Bracero Program

To ensure that U.S. farmers had sufficient labor, the U.S. State Department and the Mexican Foreign Affairs Department signed a bilateral agreement to create the Bracero Program in August 1942. Preceded by the similar Emergency Farm Labor Program, it aimed to supply landowners with laborers so they could meet increased wartime demand for their crops. Under the terms of the agreement, workers were contracted for a period of no more than ninety days, and they could reenlist in the program each year. The program was administered by the Farm Security Administration (FSA) and hiring agents in cities such as Tijuana, Guadalajara, Chihuahua, Monterrey, and Mexico City.

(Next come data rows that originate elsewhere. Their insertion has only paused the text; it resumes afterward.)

impl Reconciler {
    pub fn new(
        client: Arc<dyn ClusterClient>,
        renderer: Arc<dyn Renderer>,
        remote: Arc<dyn RemoteClientFactory>,
        config: ControllerConfig,
        base_images: ImageMap,
    ) -> Self {
        Self {
            client,
            renderer,
            remote,
            applier: Applier::default(),
            config,
            base_images,
            catalog: CATALOG.to_vec(),
        }
    }

    /// Replace the component catalog
    #[must_use]
    pub fn with_catalog(mut self, catalog: Vec<Component>) -> Self {
        self.catalog = catalog;
        self
    }

    pub fn catalog(&self) -> &[Component] {
        &self.catalog
    }

    /// Run one pass for the named resource
    pub async fn reconcile_engine(&self, name: &str) -> Result<PassOutcome, ReconcilerError> {
        let engine = match self.client.get(&engine_key(name)).await {
            Ok(obj) => from_dynamic::<PlatformEngine>(&obj)?,
            Err(e) if e.is_not_found() => {
                debug!("PlatformEngine no longer exists");
                return Ok(PassOutcome::done());
            }
            Err(e) => return Err(e.into()),
        };

        if engine.is_deleting() {
            return self.finalize(engine).await;
        }

        let engine = match self.ensure_finalizer(engine).await {
            Ok(engine) => engine,
            Err(e) if e.is_conflict() => return Ok(PassOutcome::requeue(CONFLICT_REQUEUE)),
            Err(e) => return Err(e.into()),
        };

        match self.set_defaults(&engine).await {
            Ok(Some(defaulted)) => {
                self.report_initializing(&defaulted).await;
                return Ok(PassOutcome::requeue(CONFLICT_REQUEUE));
            }
            Ok(None) => {}
            Err(e) if e.is_conflict() => return Ok(PassOutcome::requeue(CONFLICT_REQUEUE)),
            Err(e) => return Err(e.into()),
        }

        let mut tracker = StatusTracker::new();
        tracker.reset(&engine.uid().unwrap_or_default());

        let pass = if engine.is_hosted() {
            self.hosted_pass(&engine, &mut tracker).await
        } else {
            self.standalone_pass(&engine, &mut tracker).await
        };

        // Status is written whatever the pass returned
        let version = &self.config.operator_version;
        let status = tracker
            .report_status(self.client.as_ref(), &engine, version)
            .await;
        let phase = status.phase.unwrap_or(Phase::Progressing);
        observability::metrics::set_phase(name, phase);

        let written = write_status(self.client.as_ref(), &engine, status).await;

        let mut outcome = match pass {
            Ok(outcome) => outcome,
            Err(e) if e.is_conflict() => PassOutcome::requeue(CONFLICT_REQUEUE),
            Err(e) => {
                if let Err(write_err) = written {
                    warn!(error = %write_err, "Status write failed after pass error");
                }
                return Err(e);
            }
        };

        match written {
            Ok(true) => debug!(%phase, "Status updated"),
            Ok(false) => {}
            Err(e) if e.is_conflict() => {
                debug!("Status write conflicted, requeueing");
                outcome = outcome.merge(PassOutcome::requeue(CONFLICT_REQUEUE));
            }
            Err(e) => return Err(e.into()),
        }

        if phase != Phase::Available && !engine.is_paused() {
            outcome = outcome.merge(PassOutcome::requeue(self.config.requeue_period()));
        }
        Ok(outcome)
    }

    async fn write_engine(&self, engine: &PlatformEngine) -> Result<PlatformEngine, ClientError> {
        let updated = self.client.update(&to_dynamic(engine)?).await?;
        from_dynamic(&updated)
    }

    async fn ensure_finalizer(&self, mut engine: PlatformEngine) -> Result<PlatformEngine, ClientError> {
        if engine.has_finalizer() {
            return Ok(engine);
        }
        engine.finalizers_mut().push(FINALIZER.to_string());
        let engine = self.write_engine(&engine).await?;
        info!("Added finalizer");
        Ok(engine)
    }

    /// Fill in defaults missing from the spec; returns the written resource if any
    async fn set_defaults(
        &self,
        engine: &PlatformEngine,
    ) -> Result<Option<PlatformEngine>, ClientError> {
        let mut updated = engine.clone();
        let mut changed = false;

        if updated.spec.availability_config.is_none() {
            updated.spec.availability_config = Some(AvailabilityType::High);
            changed = true;
        }
        if updated.spec.target_namespace.as_deref().unwrap_or_default().is_empty() {
            updated.spec.target_namespace = Some(self.config.default_target_namespace.clone());
            changed = true;
        }
        for component in &self.catalog {
            if !updated.component_present(component.name) {
                if component.default_enabled {
                    updated.enable(component.name);
                } else {
                    updated.disable(component.name);
                }
                changed = true;
            }
        }

        if let Some(overrides) = &engine.spec.overrides {
            for unknown in overrides
                .components
                .iter()
                .filter(|c| !self.catalog.iter().any(|k| k.name == c.name))
            {
                warn!(component = %unknown.name, "Ignoring unknown component");
            }
        }

        if !changed {
            return Ok(None);
        }
        let written = self.write_engine(&updated).await?;
        info!("Wrote spec defaults");
        Ok(Some(written))
    }

    /// First status of a resource whose components have not been toggled yet
    async fn report_initializing(&self, engine: &PlatformEngine) {
        let mut tracker = StatusTracker::new();
        tracker.add_condition(new_condition(
            condition_type::PROGRESSING,
            ConditionStatus::Unknown,
            reason::SPEC_DEFAULTED,
            "Spec defaults applied, installing components",
        ));
        let mut status = tracker
            .report_status(self.client.as_ref(), engine, &self.config.operator_version)
            .await;
        // Nothing is tracked until the next pass toggles components
        if !engine.is_paused() {
            status.phase = Some(Phase::Progressing);
        }
        if let Some(phase) = status.phase {
            observability::metrics::set_phase(&engine.name_any(), phase);
        }
        if let Err(e) = write_status(self.client.as_ref(), engine, status).await {
            debug!(error = %e, "Could not record initial status");
        }
    }

    async fn finalize(&self, mut engine: PlatformEngine) -> Result<PassOutcome, ReconcilerError> {
        if !engine.has_finalizer() {
            return Ok(PassOutcome::done());
        }

        let report = if engine.is_hosted() {
            hosted_teardown(self.client.as_ref(), &self.config.console_plugin).await?
        } else {
            teardown(self.client.as_ref(), &engine.name_any()).await?
        };
        observability::metrics::set_teardown_remaining(report.remaining);

        if let Some(namespace) = &report.waiting_for {
            let condition = namespace_wait_condition(namespace, engine.deleting_for());
            self.report_uninstalling(&engine, condition).await;
            return Ok(PassOutcome::requeue(self.config.finalizer_requeue()));
        }
        if !report.complete() {
            info!(remaining = report.remaining, "Waiting for owned resources to be removed");
            let condition = new_condition(
                condition_type::PROGRESSING,
                ConditionStatus::Unknown,
                reason::DELETION_TIMESTAMP_PRESENT,
                format!("Waiting for {} owned resources to be removed", report.remaining),
            );
            self.report_uninstalling(&engine, condition).await;
            return Ok(PassOutcome::requeue(self.config.finalizer_requeue()));
        }

        info!("All owned resources removed, removing finalizer");
        engine.finalizers_mut().retain(|f| f != FINALIZER);
        match self.write_engine(&engine).await {
            Ok(_) => Ok(PassOutcome::done()),
            // Removing the last finalizer may delete the object before the response
            Err(e) if e.is_not_found() => Ok(PassOutcome::done()),
            Err(e) if e.is_conflict() => Ok(PassOutcome::requeue(CONFLICT_REQUEUE)),
            Err(e) => Err(e.into()),
        }
    }

    async fn report_uninstalling(&self, engine: &PlatformEngine, condition: Condition) {
        let mut tracker = StatusTracker::new();
        tracker.add_condition(condition);
        let status = tracker
            .report_status(self.client.as_ref(), engine, &self.config.operator_version)
            .await;
        if let Err(e) = write_status(self.client.as_ref(), engine, status).await {
            debug!(error = %e, "Could not record uninstall progress");
        }
    }

    async fn hosted_pass(
        &self,
        engine: &PlatformEngine,
        tracker: &mut StatusTracker,
    ) -> Result<PassOutcome, ReconcilerError> {
        if engine.is_paused() {
            return Ok(paused(tracker));
        }

        let target = engine.target_namespace(&self.config.default_target_namespace);
        match reconcile_hosted(
            self.client.as_ref(),
            self.remote.as_ref(),
            engine,
            target,
            tracker,
        )
        .await
        {
            Ok(_) => {
                tracker.add_condition(new_condition(
                    condition_type::PROGRESSING,
                    ConditionStatus::True,
                    reason::COMPONENTS_DEPLOYED,
                    "Hosted reconcile completed successfully",
                ));
                Ok(PassOutcome::done())
            }
            Err(e) => {
                error!(error = %e, "Hosted reconcile failed");
                tracker.add_condition(new_condition(
                    condition_type::PROGRESSING,
                    ConditionStatus::False,
                    reason::REQUIREMENTS_NOT_MET,
                    e.to_string(),
                ));
                Ok(PassOutcome::done())
            }
        }
    }

    async fn standalone_pass(
        &self,
        engine: &PlatformEngine,
        tracker: &mut StatusTracker,
    ) -> Result<PassOutcome, ReconcilerError> {
        let images = match resolve_images(
            self.client.as_ref(),
            engine,
            &self.base_images,
            &self.config.operator_namespace,
        )
        .await
        {
            Ok(images) => images,
            Err(e) => {
                error!(error = %e, "Cannot build image references");
                let message = match e {
                    ImageError::NoImages => "No image references defined in deployment".to_string(),
                    other => format!("Issue building image references: {other}"),
                };
                tracker.add_condition(new_condition(
                    condition_type::PROGRESSING,
                    ConditionStatus::False,
                    reason::REQUIREMENTS_NOT_MET,
                    message,
                ));
                return Ok(PassOutcome::done());
            }
        };

        if engine.is_paused() {
            return Ok(paused(tracker));
        }

        let target = engine.target_namespace(&self.config.default_target_namespace);
        self.ensure_namespace(target).await?;

        let mut outcome = PassOutcome::done();
        let ctx = ToggleContext {
            client: self.client.as_ref(),
            renderer: self.renderer.as_ref(),
            applier: &self.applier,
            engine,
            images: &images,
            target_namespace: target,
            version: &self.config.operator_version,
            console_plugin: &self.config.console_plugin,
        };

        for component in &self.catalog {
            let result = if engine.enabled(component.name) {
                toggle::enable(&ctx, component, tracker).await
            } else {
                toggle::disable(&ctx, component, tracker).await
            };
            match result {
                Ok(toggled) => {
                    debug!(component = component.name, state = %toggled.state, "Component toggled");
                    if toggled.requeue {
                        observability::metrics::increment_requeues_total("component-pending");
                        outcome = outcome.merge(PassOutcome::requeue(self.config.requeue_period()));
                    }
                }
                Err(source) => {
                    record_toggle_failure(tracker, component.name, &source);
                    return Err(ReconcilerError::Toggle {
                        component: component.name.to_string(),
                        source,
                    });
                }
            }
        }

        if !prune_obsolete(self.client.as_ref(), target, tracker).await? {
            return Ok(outcome.merge(PassOutcome::requeue(self.config.requeue_period())));
        }

        // The local cluster reports its own removal progress
        if local_cluster::removal_pending(tracker) {
            return Ok(outcome);
        }

        tracker.add_condition(new_condition(
            condition_type::PROGRESSING,
            ConditionStatus::True,
            reason::COMPONENTS_DEPLOYED,
            "All components deployed",
        ));
        Ok(outcome)
    }

    async fn ensure_namespace(&self, namespace: &str) -> Result<(), ClientError> {
        let ns = ObjectKey::cluster_scoped("v1", "Namespace", namespace).to_object();
        match self.client.create(&ns).await {
            Ok(_) => {
                info!(namespace, "Created target namespace");
                Ok(())
            }
            Err(e) if e.is_already_exists() => Ok(()),
            Err(e) => Err(e),
        }
    }
}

The majority of braceros worked in the West—primarily California, Oregon, Washington, Arizona, Texas, and New Mexico—but Southern cotton and rice farmers in Arkansas and Mississippi also hired farm workers through the program.

Between 1942 and 1964, farmers in the Arkansas Delta were eager to participate in the Bracero Program, which provided a steady supply of inexpensive, temporary laborers. Population in the Arkansas Delta declined dramatically during this period—from 704,608 in 1940 to 620,578 in 1960—when young people entered the military or moved to cities to work in defense industries. As a result, remaining Delta farm workers were left in a more favorable position for negotiating the terms of their services. However, growers petitioned the government for cheap labor, and until the program’s conclusion in 1964, Mexican braceros could be contracted for between thirty and fifty cents an hour in Arkansas, one of the lowest hourly rates in the country.

In 1948, the Mexican government expressed concerns about sending workers to Arkansas and Mississippi, citing those states’ checkered records with regard to racial discrimination. Historian Nan Woodruff has argued that braceros had little recourse for low wages and poor working conditions in the state, since they could be easily deported. The influx of temporary Mexican laborers displaced African-American workers, who were advised to move farther north. The Bracero Program was opposed by H. L. Mitchell and the Southern Tenant Farmers’ Union, but they were unable to prevent its implementation in Arkansas.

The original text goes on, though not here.